27 Nisan e-muhtırası’nın yıl dönümünde Cumhurbaşkanı Erdoğan ile birlikte Kuveyt’teydim. Dönüş yolunda bizi kabul ettiğinde ilk soruyu Kanal A Genel Yayın Yönetmeni Alper Tan sordu. Ve soru 27 Nisan’dı.
Cumhurbaşkanı Erdoğan, “Hamdolsun” diyerek başladığı konuşmasında 27 Nisan’ı 28 Nisan’a bağlayan gece yaşananları hatırlattı.
Cumhurbaşkanının o süreç için “Bir vesayet rejiminin son bulması diyebilirim” sözü önemli.
“Ben o hadiseye hayır muhtıra değil diyorum” cümlesi de önemli. Zira o süreci yorumlayan kalemşorların çoğu “muhtıra” benzetmesinden sonra “gereği yapılmalı” çağırısında bulunmuşlardı. (Bakınız Vikipedi’nin 27 Nisan Genelkurmay Başkanlığı Basın Açıklaması maddesinin yorumlar bölümü.)
“Bizi tuzağa düşürmeye çalıştılar. Hükümetin bir muhtıra olarak algılaması demek, adeta ‘bu işi bırak da git’ demekti. Atması gereken adımları bilen bir hükümet vardı. ‘Sessiz mi kalacak’ diye bir durum hamdolsun olmadı. 10 yılların özlemi denen adım hükümet olarak atılmış oldu” diyen Erdoğan süreci özetlemiş oldu.
Lakin benim dikkatimi, “Detaylar zaman geçtikten sonra kaleme alınacaktır” cümlesiydi.
Erdoğan devamında, “27 Nisan gecesi ve son 24 saatte şahsımın yaşadıkları ve buna muttali olan bazı arkadaşlarım belki benden önce kaleme alırlar. Biz de ‘zaten öyle olmuştur’ diyerek tasdik etmiş olacağız” dedi.
Bu cümleden anladığım şudur: Yakın gelecekte o dönem Tayyip Erdoğan’ın yanında olan bazı isimler 27 Nisan sürecine ilişkin kitap hazırlığında.
Zaten şu kadarını biliyoruz. O dönem Erdoğan’ın vakanüvisti Yalçın Akdoğan her şeyi ama her şeyi not ediyordu. Yine biliyoruz, Nabi Avcı o dönem Erdoğan’ın en yakınındaydı. Ve şimdi siyasete atılanMücahit Arslan da çoğu meseleye “muttali” idi..!

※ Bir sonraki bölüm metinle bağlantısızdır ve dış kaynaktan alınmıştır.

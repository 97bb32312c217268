//! docsite-feedback: page feedback appended to a shared log.
//!
//! A note typed on a documentation page is validated, then appended to one text
//! resource in a versioned content store by a read-modify-write cycle:
//!
//! 1. fetch the current content and its [`VersionToken`]
//! 2. compose the new content (old content plus one line)
//! 3. write it back, conditional on the token from step 1
//!
//! A stale token means someone else wrote in between; the whole cycle restarts a
//! bounded number of times. [`AppendQueue`] serializes appends that share a process.

pub mod append;
pub mod config;
pub mod credential;
pub mod error;
pub mod queue;
pub mod store;
pub mod submission;
pub mod submitter;
pub mod widget;

#[cfg(test)]
mod tests;

pub use append::{AppendReceipt, append};
pub use config::{AppendPolicy, FeedbackConfig, StoreLocation};
pub use credential::{Credential, CredentialSource, Declined, FixedCredential};
pub use error::{FeedbackError, Result, StoreError, ValidationError};
pub use queue::AppendQueue;
pub use store::{
    ContentStore, GitHubContentsStore, MemoryStore, RemoteSnapshot, VersionToken, WriteReceipt,
    WriteRequest,
};
pub use submission::{FeedbackSubmission, FeedbackText, PageId, compose, iso_timestamp};
pub use submitter::{FeedbackWidget, SubmissionOutcome, SubmissionState, Submitter};
pub use widget::{inject_widget, render_widget};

O halde yakın gelecekte öncelikli bu üç isimden “27 Nisan süreci” ile ilgili kitap yayınlamalarını bekleyebiliriz.
Dahası Erdoğan’ın bir gün yayınlanmak üzere her gününü neredeyse saati saatine not ettiğini de biliyoruz.

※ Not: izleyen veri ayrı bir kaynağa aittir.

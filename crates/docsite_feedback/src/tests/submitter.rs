use std::sync::{Arc, Mutex};
use std::time::Duration;

use docsite_observability::{LogSink, sink_layer};
use tokio::sync::mpsc;
use tracing_subscriber::layer::SubscriberExt;

use super::{CountingCredential, RacingStore, STAMP, cred, fixed_clock};
use crate::config::AppendPolicy;
use crate::credential::{Declined, FixedCredential};
use crate::error::{FeedbackError, StoreError, ValidationError};
use crate::store::MemoryStore;
use crate::submission::PageId;
use crate::submitter::{
    FeedbackWidget, MSG_CANCELLED, MSG_EMPTY, MSG_SUCCEEDED, SubmissionOutcome, SubmissionState,
    Submitter,
};

fn quick_start() -> PageId {
    PageId::new("/pages/quick-start.html")
}

fn line(page: &str, text: &str) -> String {
    format!("\n- [{}] ({}) {}", STAMP, page, text)
}

fn fast_retries() -> AppendPolicy {
    AppendPolicy::default().with_backoff_base(Duration::from_millis(1))
}

fn submitter(store: Arc<dyn crate::store::ContentStore>) -> Submitter {
    Submitter::new(store, Arc::new(FixedCredential::new(cred("ghp_test"))))
        .with_clock(fixed_clock())
        .with_policy(fast_retries())
}

#[tokio::test]
async fn test_first_note_creates_log() {
    let store = Arc::new(MemoryStore::new());
    let mut widget = FeedbackWidget::with_text("Great docs!");

    let outcome = submitter(store.clone()).submit(&mut widget, &quick_start()).await;

    let SubmissionOutcome::Succeeded(receipt) = outcome else {
        panic!("expected success, got {:?}", outcome);
    };
    assert_eq!(receipt.attempts, 1);
    let writes = store.writes();
    assert_eq!(writes.len(), 1);
    assert_eq!(writes[0].version, None);
    assert_eq!(writes[0].message, "Feedback on /pages/quick-start.html");
    assert_eq!(
        store.content().unwrap(),
        line("/pages/quick-start.html", "Great docs!")
    );
    assert_eq!(widget.text(), "");
    assert_eq!(widget.state(), SubmissionState::Succeeded);
    assert_eq!(widget.message(), Some(MSG_SUCCEEDED));
}

#[tokio::test]
async fn test_append_sends_token_from_fetch() {
    let store = Arc::new(MemoryStore::with_content("# Feedback\n"));
    let token = store.version().unwrap();
    let mut widget = FeedbackWidget::with_text("Missing a section on proxies");

    let outcome = submitter(store.clone())
        .submit(&mut widget, &PageId::new("https://docs.example.com/pages/java.html"))
        .await;

    assert!(outcome.is_success());
    let writes = store.writes();
    assert_eq!(writes[0].version, Some(token));
    assert_eq!(
        store.content().unwrap(),
        format!("# Feedback\n{}", line("/pages/java.html", "Missing a section on proxies"))
    );
}

#[tokio::test]
async fn test_leading_newline_of_log_is_dropped() {
    let existing = line("/a.html", "first");
    let store = Arc::new(MemoryStore::with_content(existing));
    let mut widget = FeedbackWidget::with_text("second");

    submitter(store.clone()).submit(&mut widget, &PageId::new("/b.html")).await;

    assert_eq!(
        store.content().unwrap(),
        format!("- [{}] (/a.html) first{}", STAMP, line("/b.html", "second"))
    );
}

#[tokio::test]
async fn test_read_failure_never_writes() {
    let store = Arc::new(MemoryStore::with_content("base"));
    store.fail_next_fetch(StoreError::Transport("connection reset".to_string()));
    let mut widget = FeedbackWidget::with_text("Great docs!");

    let outcome = submitter(store.clone()).submit(&mut widget, &quick_start()).await;

    assert!(matches!(
        outcome,
        SubmissionOutcome::Failed(FeedbackError::Read(StoreError::Transport(_)))
    ));
    assert!(store.writes().is_empty());
    assert_eq!(store.content().as_deref(), Some("base"));
    assert_eq!(widget.text(), "Great docs!");
    assert_eq!(widget.state(), SubmissionState::Failed);
    assert!(widget.message().unwrap().contains("connection reset"));
}

#[tokio::test]
async fn test_default_policy_does_not_retry_conflicts() {
    let inner = Arc::new(MemoryStore::with_content("base"));
    let racing = Arc::new(RacingStore::new(inner.clone(), &["\n- someone else"]));
    let submitter = Submitter::new(racing, Arc::new(FixedCredential::new(cred("ghp_test"))));
    let mut widget = FeedbackWidget::with_text("mine");

    let outcome = submitter.submit(&mut widget, &quick_start()).await;

    assert!(matches!(
        outcome,
        SubmissionOutcome::Failed(FeedbackError::Write(StoreError::Conflict { .. }))
    ));
    assert_eq!(widget.state(), SubmissionState::Failed);
    assert_eq!(inner.fetch_count(), 1);
    assert_eq!(inner.writes().len(), 1);
}

#[tokio::test]
async fn test_stale_token_without_retry_fails_then_resubmit_refetches() {
    let inner = Arc::new(MemoryStore::with_content("base"));
    let racing = Arc::new(RacingStore::new(inner.clone(), &["\n- someone else"]));
    let mut widget = FeedbackWidget::with_text("mine");
    let submitter = submitter(racing).with_policy(AppendPolicy::no_retry());

    let outcome = submitter.submit(&mut widget, &quick_start()).await;

    assert!(matches!(
        outcome,
        SubmissionOutcome::Failed(FeedbackError::Write(StoreError::Conflict { .. }))
    ));
    assert_eq!(inner.content().as_deref(), Some("base\n- someone else"));
    assert_eq!(widget.text(), "mine");
    let concurrent_version = inner.version().unwrap();

    let outcome = submitter.submit(&mut widget, &quick_start()).await;

    assert!(outcome.is_success());
    assert_eq!(inner.fetch_count(), 2);
    let writes = inner.writes();
    assert_eq!(writes.len(), 2);
    assert_eq!(writes[1].version, Some(concurrent_version));
    assert_eq!(
        inner.content().unwrap(),
        format!("base\n- someone else{}", line("/pages/quick-start.html", "mine"))
    );
}

#[tokio::test]
async fn test_conflict_restarts_full_cycle() {
    let inner = Arc::new(MemoryStore::with_content("base"));
    let racing = Arc::new(RacingStore::new(inner.clone(), &["\n- other"]));
    let mut widget = FeedbackWidget::with_text("mine");

    let outcome = submitter(racing).submit(&mut widget, &quick_start()).await;

    let SubmissionOutcome::Succeeded(receipt) = outcome else {
        panic!("expected success, got {:?}", outcome);
    };
    assert_eq!(receipt.attempts, 2);
    assert_eq!(inner.fetch_count(), 2);
    let writes = inner.writes();
    assert_eq!(writes.len(), 2);
    assert_ne!(writes[0].version, writes[1].version);
    assert!(writes[1].content.starts_with("base\n- other"));
    assert!(inner.content().unwrap().ends_with(&line("/pages/quick-start.html", "mine")));
}

#[tokio::test]
async fn test_conflict_retries_are_bounded() {
    let inner = Arc::new(MemoryStore::with_content("base"));
    let racing = Arc::new(RacingStore::new(inner.clone(), &["\n- a", "\n- b", "\n- c", "\n- d"]));
    let mut widget = FeedbackWidget::with_text("mine");

    let outcome = submitter(racing)
        .with_policy(fast_retries().with_retries(2))
        .submit(&mut widget, &quick_start())
        .await;

    assert!(matches!(
        outcome,
        SubmissionOutcome::Failed(FeedbackError::Write(StoreError::Conflict { .. }))
    ));
    assert_eq!(inner.writes().len(), 3);
    assert_eq!(inner.fetch_count(), 3);
    assert_eq!(inner.content().as_deref(), Some("base\n- a\n- b\n- c"));
}

#[tokio::test]
async fn test_sequential_notes_keep_both() {
    let store = Arc::new(MemoryStore::with_content("log"));
    let submitter = submitter(store.clone());

    let mut first = FeedbackWidget::with_text("A");
    let mut second = FeedbackWidget::with_text("B");
    assert!(submitter.submit(&mut first, &PageId::new("/one")).await.is_success());
    assert!(submitter.submit(&mut second, &PageId::new("/two")).await.is_success());

    assert_eq!(
        store.content().unwrap(),
        format!("log{}{}", line("/one", "A"), line("/two", "B"))
    );
}

#[tokio::test]
async fn test_invalid_note_never_reaches_store() {
    let store = Arc::new(MemoryStore::new());
    let credentials = Arc::new(CountingCredential::new("ghp_test"));
    let submitter = Submitter::new(store.clone(), credentials.clone());

    let mut blank = FeedbackWidget::with_text("   \n\t ");
    let outcome = submitter.submit(&mut blank, &quick_start()).await;
    assert!(matches!(outcome, SubmissionOutcome::Rejected(ValidationError::Empty)));
    assert_eq!(blank.message(), Some(MSG_EMPTY));
    assert_eq!(blank.state(), SubmissionState::Idle);

    let mut long = FeedbackWidget::with_text("é".repeat(201));
    let outcome = submitter.submit(&mut long, &quick_start()).await;
    assert!(matches!(
        outcome,
        SubmissionOutcome::Rejected(ValidationError::TooLong { len: 201, max: 200 })
    ));
    assert_eq!(long.text().chars().count(), 201);

    assert_eq!(credentials.count(), 0);
    assert_eq!(store.fetch_count(), 0);
    assert!(store.writes().is_empty());
}

#[tokio::test]
async fn test_exactly_max_chars_is_accepted() {
    let store = Arc::new(MemoryStore::new());
    let mut widget = FeedbackWidget::with_text(format!("  {}  ", "x".repeat(200)));

    let outcome = submitter(store.clone()).submit(&mut widget, &quick_start()).await;

    assert!(outcome.is_success());
}

#[tokio::test]
async fn test_declined_credential_cancels() {
    let store = Arc::new(MemoryStore::new());
    let mut widget = FeedbackWidget::with_text("Great docs!");

    let outcome = Submitter::new(store.clone(), Arc::new(Declined))
        .submit(&mut widget, &quick_start())
        .await;

    assert!(matches!(outcome, SubmissionOutcome::Cancelled));
    assert_eq!(store.fetch_count(), 0);
    assert_eq!(widget.text(), "Great docs!");
    assert_eq!(widget.state(), SubmissionState::Idle);
    assert_eq!(widget.message(), Some(MSG_CANCELLED));
}

#[tokio::test]
async fn test_rejected_credential_surfaces_status() {
    let store = Arc::new(MemoryStore::new().require_credential("right"));
    let mut widget = FeedbackWidget::with_text("Great docs!");

    let outcome = Submitter::new(store.clone(), Arc::new(FixedCredential::new(cred("wrong"))))
        .submit(&mut widget, &quick_start())
        .await;

    match outcome {
        SubmissionOutcome::Failed(err) => {
            assert!(matches!(
                err.store_error(),
                Some(StoreError::Unauthorized { status: 401, .. })
            ));
        }
        other => panic!("expected failure, got {:?}", other),
    }
    assert!(widget.message().unwrap().contains("401"));
}

#[tokio::test]
async fn test_embedded_newlines_are_folded() {
    let store = Arc::new(MemoryStore::new());
    let mut widget = FeedbackWidget::with_text("Line one\r\n\r\nLine two\nLine three");

    submitter(store.clone()).submit(&mut widget, &quick_start()).await;

    assert_eq!(
        store.content().unwrap(),
        line("/pages/quick-start.html", "Line one Line two Line three")
    );
}

#[tokio::test]
async fn test_state_transitions_are_published() {
    let store = Arc::new(MemoryStore::new());
    let (tx, mut rx) = mpsc::channel(32);
    let mut widget = FeedbackWidget::with_text("Great docs!");

    submitter(store)
        .with_events(tx)
        .submit(&mut widget, &quick_start())
        .await;

    let mut seen = Vec::new();
    while let Ok(state) = rx.try_recv() {
        seen.push(state);
    }
    assert_eq!(
        seen,
        vec![
            SubmissionState::Validating,
            SubmissionState::AwaitingCredential,
            SubmissionState::FetchingCurrent,
            SubmissionState::Composing,
            SubmissionState::Writing,
            SubmissionState::Succeeded,
        ]
    );
}

#[tokio::test]
async fn test_credential_never_logged() {
    let lines = Arc::new(Mutex::new(Vec::<String>::new()));
    let captured = lines.clone();
    let sink: LogSink = Arc::new(move |line| captured.lock().unwrap().push(line));
    let subscriber = tracing_subscriber::registry().with(sink_layer(Some(sink)));
    let _guard = tracing::subscriber::set_default(subscriber);

    let secret = "ghp_Sup3rS3cretValue";
    let inner = Arc::new(MemoryStore::with_content("base").require_credential(secret));
    let racing = Arc::new(RacingStore::new(inner.clone(), &["\n- other"]));
    let submitter = Submitter::new(racing, Arc::new(FixedCredential::new(cred(secret))))
        .with_policy(fast_retries());

    let mut ok = FeedbackWidget::with_text("works");
    assert!(submitter.submit(&mut ok, &quick_start()).await.is_success());
    inner.fail_next_write(StoreError::Status {
        status: 500,
        message: "boom".to_string(),
    });
    let mut failing = FeedbackWidget::with_text("fails");
    assert!(!submitter.submit(&mut failing, &quick_start()).await.is_success());

    let lines = lines.lock().unwrap();
    assert!(!lines.is_empty());
    assert!(lines.iter().all(|l| !l.contains(secret)), "{:#?}", lines);
    assert!(lines.iter().any(|l| l.contains("feedback appended")));
}

/// Collects every value recorded into the `feedback.state` span field.
struct StateRecorder(Arc<Mutex<Vec<String>>>);

impl<S: tracing::Subscriber> tracing_subscriber::Layer<S> for StateRecorder {
    fn on_record(
        &self,
        _id: &tracing::span::Id,
        values: &tracing::span::Record<'_>,
        _ctx: tracing_subscriber::layer::Context<'_, S>,
    ) {
        struct Visitor<'a>(&'a Mutex<Vec<String>>);
        impl tracing::field::Visit for Visitor<'_> {
            fn record_debug(&mut self, field: &tracing::field::Field, value: &dyn std::fmt::Debug) {
                if field.name() == "feedback.state" {
                    self.0.lock().unwrap().push(format!("{:?}", value));
                }
            }
        }
        values.record(&mut Visitor(&self.0));
    }
}

#[tokio::test]
async fn test_span_records_each_state() {
    let states = Arc::new(Mutex::new(Vec::new()));
    let subscriber = tracing_subscriber::registry().with(StateRecorder(states.clone()));
    let _guard = tracing::subscriber::set_default(subscriber);

    let store = Arc::new(MemoryStore::with_content("base"));
    let mut widget = FeedbackWidget::with_text("traced");
    assert!(submitter(store).submit(&mut widget, &quick_start()).await.is_success());

    assert_eq!(
        *states.lock().unwrap(),
        vec!["FetchingCurrent", "Composing", "Writing"]
    );
}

Erdoğan en yakınlarının kitap yayınlayabileceğini ve kendisinin de “evet öyle oldu” şeklinde tasdikleyeceğini söyledi bize.
Türkiye demokrasisinin serüveninde bir kırılma noktası olan “asker bildirisi”ne, “hükümet bidirisi”yle cevap verildiği o günleri yakın gelecekte birinci elden okuma fırsatımız olacak.
Hararetle bekliyoruz.
Paralel Yapı bu kez hangi çılgınlığın peşinde
Devleti ele geçirmek için bütün kademelere adam yerleştiren “Paralel Yapı”nın son mahareti Çağlayan Adliyesi’nde son anda püskürtülmüştü. Hukuk kisvesi altında hukukun nasıl baypas edilmek istendiğine tekrar değinecek değilim.
Ancak, devletin bu konudaki duruşunu göstermesi açısında Cumhurbaşkanı Erdoğan’ın, “Bu ülkede bunlar ya bu devletin varlığını kabul edecekler veya yok olacaklar” sözünü bir kez daha hatırlamak gerekir. Hele ki MGK toplantısından bir gün önce söylenmiş ise.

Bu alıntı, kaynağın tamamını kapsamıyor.